Detective Quantum Efficiency and Deadtime Losses in Compton Imaging Systems

The Compton camera is an imaging system where the vertex and the angle of the scattered gamma ray are reconstructed by measuring in coincidence the Compton electron and the scattered gamma ray. If one of the detectors has a modest time resolution a hardwired coincidence unit will lead to unsatisfying results at elevated rates. Therefore new concept of a software based coincidence system systems has been developed. This allows to record most events and to use additional information to solve possible ambiguities. The key elements are time stamps added to all signals and to process data in a first unit in order to rearrange the signals to good events. Monte Carlo simulations have been carried out in order to assess the effects of detector dead time and dead time introduced by these necessary processing stages. It could be shown that the new data acquisition system behaves as if at high rates it is limited by an equivalent paralysable deadtime, which then translates to a rate dependent detective quantum efficiency (DQE).

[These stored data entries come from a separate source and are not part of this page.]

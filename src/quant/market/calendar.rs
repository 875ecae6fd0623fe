use std::collections::BTreeSet;

use chrono::Datelike;
use chrono::NaiveDate;
use chrono::Weekday;

/// Trading-day counting for an exchange.
pub trait TradingCalendar {
  /// Trading days in `[start, end]`, both boundaries included. Zero when `start > end`.
  fn trading_day_count(&self, start: NaiveDate, end: NaiveDate, exchange: &str)
    -> anyhow::Result<u32>;

  /// Year fraction between `start` and `end` under a `days_per_year` convention.
  fn year_fraction(
    &self,
    start: NaiveDate,
    end: NaiveDate,
    exchange: &str,
    days_per_year: f64,
  ) -> anyhow::Result<f64> {
    anyhow::ensure!(
      days_per_year > 0.0,
      "trading days per year must be > 0, got {days_per_year}"
    );
    Ok(self.trading_day_count(start, end, exchange)? as f64 / days_per_year)
  }
}

/// Monday to Friday minus an explicit holiday list. The exchange code is not consulted.
#[derive(Clone, Debug, Default)]
pub struct WeekdayCalendar {
  holidays: BTreeSet<NaiveDate>,
}

impl WeekdayCalendar {
  pub fn new() -> Self {
    Self::default()
  }

  pub fn with_holidays(holidays: impl IntoIterator<Item = NaiveDate>) -> Self {
    Self {
      holidays: holidays.into_iter().collect(),
    }
  }

  pub fn add_holiday(&mut self, date: NaiveDate) {
    self.holidays.insert(date);
  }

  pub fn is_trading_day(&self, date: NaiveDate) -> bool {
    !matches!(date.weekday(), Weekday::Sat | Weekday::Sun) && !self.holidays.contains(&date)
  }

  /// Trading days from `start` onwards, `start` included when it trades.
  pub fn trading_days_from(&self, start: NaiveDate) -> impl Iterator<Item = NaiveDate> + '_ {
    start.iter_days().filter(|d| self.is_trading_day(*d))
  }
}

impl TradingCalendar for WeekdayCalendar {
  fn trading_day_count(
    &self,
    start: NaiveDate,
    end: NaiveDate,
    _exchange: &str,
  ) -> anyhow::Result<u32> {
    let count = start
      .iter_days()
      .take_while(|d| *d <= end)
      .filter(|d| self.is_trading_day(*d))
      .count();

    Ok(u32::try_from(count)?)
  }
}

More detailed studies show that the time duration for the processing of an event in the processor of the system and the event buffer depth are controlling factors. This is important for system design to optimize the DQE for real time high data rate applications. Specifically, Monte-Carlo (MC) simulations are performed for highly efficient thick Si(Li) detectors where event reconstruction is compromised by the long drift times of the order of microseconds. Time stamping and realtime processing of complex event information remedies the drift problem which is demonstrated with the developed concept of DQE and equivalent time coincidence window width.